Distance lent enchantment to the view. Poland was in a wretched condition through the dissensions of the nobility. The Emperor was angry and talked of stopping the duke en route.[1589] Lithuania seceded and entered into an alliance with the duke of Prussia, the king of Sweden, and Russia, to overthrow the Polish government.[1590] The Hanseatic cities, too, like Dantzig, Riga, and Revel, were very dissatisfied, for it was open knowledge that Poland aspired to the control of their commerce.[1591] The Poles themselves soon discovered that their new king was a goose without a golden egg. For the French lawyers found an interpretation of the promise that the French would discharge the debts of the realm to the effect that the promise meant only those arising since the death of the late king. The Polish agents in Paris made wry faces at the finding, but so the agreement was registered by the Parlement of Paris on September 17, 1573.[1592] In the same month the duke of Anjou set out for his new kingdom, going via Nancy, Heidelberg, and Frankfurt to Cracow.
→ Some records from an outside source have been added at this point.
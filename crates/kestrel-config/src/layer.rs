// Copyright (c) 2025 Geoffrey Huntley <ghuntley@ghuntley.com>. All rights reserved.
// SPDX-License-Identifier: Proprietary

//! The merged, partial form of the whole configuration.

use serde::{Deserialize, Serialize};

use crate::error::ConfigError;
use crate::sections::{
	AdminConfigLayer, AuditConfigLayer, HttpConfigLayer, LoggingConfigLayer, PolicyConfig,
	ProxyConfigLayer, TlsConfigLayer,
};
use crate::ServerConfig;

/// One source's contribution to the configuration. Later sources override
/// earlier ones field by field.
#[derive(Debug, Clone, Default, Serialize, Deserialize, PartialEq)]
pub struct ServerConfigLayer {
	pub http: Option<HttpConfigLayer>,
	pub tls: Option<TlsConfigLayer>,
	pub admin: Option<AdminConfigLayer>,
	pub proxy: Option<ProxyConfigLayer>,
	pub policy: Option<Vec<PolicyConfig>>,
	pub audit: Option<AuditConfigLayer>,
	pub logging: Option<LoggingConfigLayer>,
	pub fips: Option<bool>,
}

impl ServerConfigLayer {
	pub fn merge(&mut self, other: Self) {
		merge_section(&mut self.http, other.http, HttpConfigLayer::merge);
		merge_section(&mut self.tls, other.tls, TlsConfigLayer::merge);
		merge_section(&mut self.admin, other.admin, AdminConfigLayer::merge);
		merge_section(&mut self.proxy, other.proxy, ProxyConfigLayer::merge);
		if other.policy.is_some() {
			self.policy = other.policy;
		}
		merge_section(&mut self.audit, other.audit, AuditConfigLayer::merge);
		merge_section(&mut self.logging, other.logging, LoggingConfigLayer::merge);
		if other.fips.is_some() {
			self.fips = other.fips;
		}
	}

	pub fn finalize(self) -> Result<ServerConfig, ConfigError> {
		let config = ServerConfig {
			http: self.http.unwrap_or_default().finalize(),
			tls: self.tls.unwrap_or_default().finalize(),
			admin: self.admin.unwrap_or_default().finalize(),
			proxy: self.proxy.unwrap_or_default().finalize(),
			policy: self.policy.unwrap_or_default(),
			audit: self.audit.unwrap_or_default().finalize(),
			logging: self.logging.unwrap_or_default().finalize(),
			fips: self.fips.unwrap_or(false),
		};
		for policy in &config.policy {
			if policy.name.is_empty() {
				return Err(ConfigError::MissingField("policy.name".to_string()));
			}
		}
		Ok(config)
	}
}

fn merge_section<T>(target: &mut Option<T>, other: Option<T>, merge: impl FnOnce(&mut T, T)) {
	match (target.as_mut(), other) {
		(Some(current), Some(other)) => merge(current, other),
		(None, Some(other)) => *target = Some(other),
		(_, None) => {}
	}
}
Metz he avoided because the Emperor, still sullen and still smarting from the loss of the city twenty-one years before (1552), had commanded the imperial commissioners appointed to conduct him, to receive him in Metz as though it were a free city of the empire, which the French naturally refused to permit.

Again the foolish affection of Catherine de Medici for one of her children,[1593] again her political fatuity, threw France far off from the course she should have followed. As before the massacre, so now that course was the path to Italy.[1594] Instead of narrowing the field of her ambition for her children and concentrating her power, not content with Poland for the duke of Anjou, she even dreamed of the Hapsburg crown for Charles IX,[1595] and that of England for AlenÇon. Schomberg’s missions in 1572-73 to Germany[1596] were not merely to dispose the German princes in favor of France’s projected enterprise in the Netherlands, but also to persuade them, especially the electors of Cologne and the Palatinate, in favor of the French King’s imperial ambition. France’s policy in Poland[1597] and her policy in Germany were two parts of one grand design and in a large sense had to stand or fall together. Peace with the Huguenots was an essential element in the forwarding of this project, especially with the Protestant German princes, as Schomberg pointed out.[1598]

But there were two great obstacles in the way of advance—German resentment because of the massacre of St. Bartholomew[1599] and the counter-diplomacy of Spain.[1600] The Guisard-Spanish party at home naturally exerted itself to thwart the prosecution of these designs.[1601] Morvilliers warned Charles IX that their continuance would involve France in a war with Spain.[1602]